Plaintiff's action follows an investigation by the Securities and Exchange Commission ("SEC"). The SEC filed an action on June 21, 1971 involving charges substantially similar to those herein against Rusco and Catain in the Southern District of New York. The case was settled by a consent judgment entered August 5, 1971. The consent decree, according to defendants, has resulted in the instituting of nine other similar actions.
A motion to transfer under § 1404(a) is addressed to the sound discretion of the court. United States v. General Motors Corp., 183 F. Supp. 858, 860 (S.D.N.Y.1960). "In exercising its discretion, the court will ordinarily give great weight to plaintiff's choice of forum, and will look to the defendant to provide cogent reasons why transfer would be appropriate." Erving v. The Virginia Squires Basketball Club, 349 F. Supp. 709 (E.D.N.Y.1972). "Section 1404(a) provides for transfer to a more convenient forum, not to a forum likely to prove equally convenient or inconvenient." Van Dusen v. Barrack, 376 U.S. 612, 645, 84 S. Ct. 805, 824, 11 L. Ed. 2d 945 (1963). In sum, defendants have "the burden of showing that the transfer is warranted, and unless the balance of conveniences clearly favors the [defendant], [plaintiff's] choice of forum will not be disturbed [citations omitted]." Maheu v.

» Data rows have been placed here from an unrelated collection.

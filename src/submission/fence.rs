//! A pooled `VkFence` wrapper (§3, §4.4).

use ash::vk;
use derivative::Derivative;
use log::warn;

use crate::pool::{Pool, Poolable, Pooled};

/// A fence either owned by the application (via `vkQueueSubmit`'s `fence` argument) or drawn
/// from the device's internal pool when the application submitted without one (§3).
#[derive(Derivative)]
#[derivative(Debug)]
pub struct Fence {
    handle: vk::Fence,
    #[derivative(Debug = "ignore")]
    device: ash::Device,
}

impl Fence {
    pub fn new(handle: vk::Fence, device: ash::Device) -> Self {
        Self { handle, device }
    }

    pub fn handle(&self) -> vk::Fence {
        self.handle
    }
}

impl Poolable for Fence {
    type Key = ();

    /// Resets the underlying `VkFence` before it goes back on the idle list, per §5's
    /// "returned-to-pool fences are reset first".
    fn on_release(&mut self) {
        // SAFETY: `self.handle` is a valid fence created against `self.device`, and is only
        // released once its owning batch has been observed complete, so it is not in use by
        // any pending submission.
        if let Err(e) = unsafe { self.device.reset_fences(&[self.handle]) } {
            warn!("Failed to reset pooled fence: {e}");
        }
    }
}

/// Pool of reusable internal fences, used by [`QueueSubmitter`](crate::submission::tracker::QueueSubmitter)
/// batches the application submitted without its own fence.
#[derive(Clone)]
pub struct FencePool {
    pool: Pool<Fence>,
}

impl std::fmt::Debug for FencePool {
    fn fmt(&self, f: &mut std::fmt::Formatter<'_>) -> std::fmt::Result {
        f.debug_struct("FencePool").field("idle", &self.pool.idle_count()).finish()
    }
}

impl FencePool {
    pub fn new(device: ash::Device) -> Self {
        Self {
            pool: Pool::new(move |_| {
                let info = vk::FenceCreateInfo::builder();
                // SAFETY: `device` is a valid, live VkDevice outliving this pool.
                let handle = unsafe { device.create_fence(&info, None)? };
                Ok(Fence::new(handle, device.clone()))
            }),
        }
    }

    pub fn acquire(&self) -> anyhow::Result<Pooled<Fence>> {
        self.pool.acquire(())
    }
}
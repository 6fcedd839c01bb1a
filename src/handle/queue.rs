//! The tracked `VkQueue` wrapper.

use ash::vk;
use ash::vk::Handle;
use derivative::Derivative;

use crate::handle::{HandleMeta, ObjectType};

/// A tracked Vulkan queue. One of these exists per `VkQueue` handed back by
/// `vkGetDeviceQueue`/`vkGetDeviceQueue2` at device-creation time; queues are never created or
/// destroyed afterwards.
///
/// All `vkQueueSubmit`/`vkQueueWaitIdle`/`vkQueueBindSparse` calls for this queue must be made
/// while holding the device's queue mutex (§5) — this type does not serialize access itself,
/// since the mutex is shared across all queues to match the driver's requirement that
/// `vkDeviceWaitIdle` be externally synchronized against every queue at once.
#[derive(Derivative)]
#[derivative(Debug)]
pub struct Queue {
    meta: HandleMeta,
    #[derivative(Debug = "ignore")]
    handle: vk::Queue,
    family_index: u32,
    index_in_family: u32,
    flags: vk::QueueFlags,
}

impl Queue {
    pub fn new(handle: vk::Queue, family_index: u32, index_in_family: u32, flags: vk::QueueFlags) -> Self {
        Self {
            meta: HandleMeta::with_id(handle.as_raw(), ObjectType::Queue),
            handle,
            family_index,
            index_in_family,
            flags,
        }
    }

    pub fn meta(&self) -> &HandleMeta {
        &self.meta
    }

    pub fn handle(&self) -> vk::Queue {
        self.handle
    }

    pub fn family_index(&self) -> u32 {
        self.family_index
    }

    pub fn index_in_family(&self) -> u32 {
        self.index_in_family
    }

    /// Whether this queue family supports graphics commands.
    pub fn supports_graphics(&self) -> bool {
        self.flags.contains(vk::QueueFlags::GRAPHICS)
    }

    /// Whether this queue family supports compute commands.
    pub fn supports_compute(&self) -> bool {
        self.flags.contains(vk::QueueFlags::COMPUTE)
    }
}
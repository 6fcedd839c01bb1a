//! `DeviceMemory` and its reverse binding index.

use std::collections::BTreeSet;
use std::sync::{RwLock, Weak};

use ash::vk;

use crate::handle::{HandleMeta, ObjectType};
use crate::resource::MemoryResource;

/// A binding reference kept in a `DeviceMemory`'s reverse index: which resource is bound, and
/// at what offset into this allocation, so the set can be kept sorted by offset for diagnostics
/// and overlap queries.
#[derive(Debug, Clone)]
pub struct BoundResource {
    pub offset: vk::DeviceSize,
    pub resource: Weak<MemoryResource>,
    /// Disambiguates resources bound at the same offset (never happens validly, but keeps the
    /// `BTreeSet` ordering total without requiring `MemoryResource: Ord`).
    pub resource_id: u64,
}

impl PartialEq for BoundResource {
    fn eq(&self, other: &Self) -> bool {
        self.offset == other.offset && self.resource_id == other.resource_id
    }
}
impl Eq for BoundResource {}
impl PartialOrd for BoundResource {
    fn partial_cmp(&self, other: &Self) -> Option<std::cmp::Ordering> {
        Some(self.cmp(other))
    }
}
impl Ord for BoundResource {
    fn cmp(&self, other: &Self) -> std::cmp::Ordering {
        (self.offset, self.resource_id).cmp(&(other.offset, other.resource_id))
    }
}

/// A tracked `VkDeviceMemory` allocation. Unwrapped handle type (§4.1).
///
/// Holds the reverse index of §3: a sorted set of every binding that currently points into
/// this allocation, so destroying the memory can walk and invalidate every bound resource
/// without needing to scan the device's full resource registry.
#[derive(Debug)]
pub struct DeviceMemory {
    meta: HandleMeta,
    size: vk::DeviceSize,
    memory_type_index: u32,
    bindings: RwLock<BTreeSet<BoundResource>>,
}

impl DeviceMemory {
    pub fn new(id: u64, size: vk::DeviceSize, memory_type_index: u32) -> Self {
        Self {
            meta: HandleMeta::with_id(id, ObjectType::DeviceMemory),
            size,
            memory_type_index,
            bindings: RwLock::new(BTreeSet::new()),
        }
    }

    pub fn meta(&self) -> &HandleMeta {
        &self.meta
    }

    pub fn size(&self) -> vk::DeviceSize {
        self.size
    }

    pub fn memory_type_index(&self) -> u32 {
        self.memory_type_index
    }

    /// Record that `resource` is now bound at `offset` into this allocation.
    pub fn record_binding(&self, resource_id: u64, offset: vk::DeviceSize, resource: Weak<MemoryResource>) {
        self.bindings.write().unwrap().insert(BoundResource {
            offset,
            resource,
            resource_id,
        });
    }

    /// Mutate every still-live bound resource into `MemoryDestroyed` without removing the
    /// reverse-index entries, mirroring `MemoryResource`'s own binding records surviving
    /// destruction (§3).
    pub fn mark_all_destroyed(&self) {
        for bound in self.bindings.read().unwrap().iter() {
            if let Some(resource) = bound.resource.upgrade() {
                resource.mark_memory_destroyed();
            }
        }
    }

    pub fn binding_count(&self) -> usize {
        self.bindings.read().unwrap().len()
    }
}

#[cfg(test)]
mod tests {
    use super::*;
    use std::sync::Arc;

    #[test]
    fn destroying_memory_marks_every_bound_resource() {
        let mem = Arc::new(DeviceMemory::new(1, 4096, 0));
        let res_a = Arc::new(MemoryResource::new_buffer(10, vk::Buffer::null(), 16, vk::BufferUsageFlags::UNIFORM_BUFFER, false));
        let res_b = Arc::new(MemoryResource::new_buffer(11, vk::Buffer::null(), 32, vk::BufferUsageFlags::UNIFORM_BUFFER, false));
        res_a.bind_full(Arc::downgrade(&mem), 0, 16);
        res_b.bind_full(Arc::downgrade(&mem), 16, 32);
        mem.record_binding(10, 0, Arc::downgrade(&res_a));
        mem.record_binding(11, 16, Arc::downgrade(&res_b));

        mem.mark_all_destroyed();

        assert_eq!(res_a.binding_state(), Some(crate::resource::BindState::MemoryDestroyed));
        assert_eq!(res_b.binding_state(), Some(crate::resource::BindState::MemoryDestroyed));
        assert_eq!(mem.binding_count(), 2);
    }
}
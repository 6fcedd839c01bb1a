//! `DescriptorPool`: backing arena plus the set of sets allocated from it.

use std::sync::{Mutex, Weak};

use ash::vk;
use derivative::Derivative;

use crate::descriptor::set::DescriptorSet;
use crate::handle::{HandleMeta, ObjectType};

#[derive(Derivative)]
#[derivative(Debug)]
struct PoolState {
    /// Backing byte arena for binding data belonging to sets allocated from this pool. This
    /// core does not need to model the driver's own memory layout for the pool — only that
    /// writes into allocated sets are served from *some* arena owned here, matching §3's
    /// "a DescriptorPool owns its backing byte arena".
    #[derivative(Debug = "ignore")]
    arena: Vec<u8>,
    allocated: Vec<Weak<DescriptorSet>>,
}

/// A tracked `VkDescriptorPool`. Unwrapped handle type (§4.1).
#[derive(Derivative)]
#[derivative(Debug)]
pub struct DescriptorPool {
    meta: HandleMeta,
    flags: vk::DescriptorPoolCreateFlags,
    state: Mutex<PoolState>,
}

impl DescriptorPool {
    pub fn new(id: u64, flags: vk::DescriptorPoolCreateFlags) -> Self {
        Self {
            meta: HandleMeta::with_id(id, ObjectType::DescriptorPool),
            flags,
            state: Mutex::new(PoolState {
                arena: Vec::new(),
                allocated: Vec::new(),
            }),
        }
    }

    pub fn meta(&self) -> &HandleMeta {
        &self.meta
    }

    pub fn is_free_descriptor_set(&self) -> bool {
        self.flags.contains(vk::DescriptorPoolCreateFlags::FREE_DESCRIPTOR_SET)
    }

    /// Register a set freshly allocated from this pool and reserve its binding storage in the
    /// arena.
    pub fn track_allocation(&self, set: &std::sync::Arc<DescriptorSet>, binding_bytes: usize) {
        let mut state = self.state.lock().unwrap();
        state.arena.resize(state.arena.len() + binding_bytes, 0);
        state.allocated.push(std::sync::Arc::downgrade(set));
    }

    /// Drop any now-dead weak references, called opportunistically on reset/destroy.
    pub fn reap_freed(&self) {
        self.state.lock().unwrap().allocated.retain(|w| w.strong_count() > 0);
    }

    pub fn allocated_count(&self) -> usize {
        self.state.lock().unwrap().allocated.iter().filter(|w| w.strong_count() > 0).count()
    }

    /// `vkResetDescriptorPool`: every set allocated from this pool becomes implicitly freed.
    pub fn reset(&self) {
        let mut state = self.state.lock().unwrap();
        state.allocated.clear();
        state.arena.clear();
    }
}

Reynolds & Co., 282 F. Supp. 423, 426 (S.D.N.Y.1967).
A transfer motion presents two basic questions: (1) whether the action sought to be transferred "might have been brought" in the proposed transferee forum, and (2) whether the transfer would best serve the convenience of parties and witnesses and the interest of justice. Schneider v. Sears, 265 F. Supp. 257, 261 (S.D.N.Y.1967). Plaintiff understandably does not deny that the action could have been instituted in the Central District of California.
However, she strenuously argues that the interests of justice would not be served by transferring the action.
The criteria applicable to assessing the balance of conveniences include (1) the convenience of the parties; (2) the convenience of witnesses; (3) the relative ease of access to sources of proof; (4) the availability of process to compel attendance of unwilling witnesses; (5) the cost of obtaining willing witnesses; (6) the practical problems indicating where the case can be tried more expeditiously and inexpensively; and (7) the general interests of justice. Schneider v. Sears, supra at 263. Defendants' arguments put into question all the above considerations, except for the fourth one.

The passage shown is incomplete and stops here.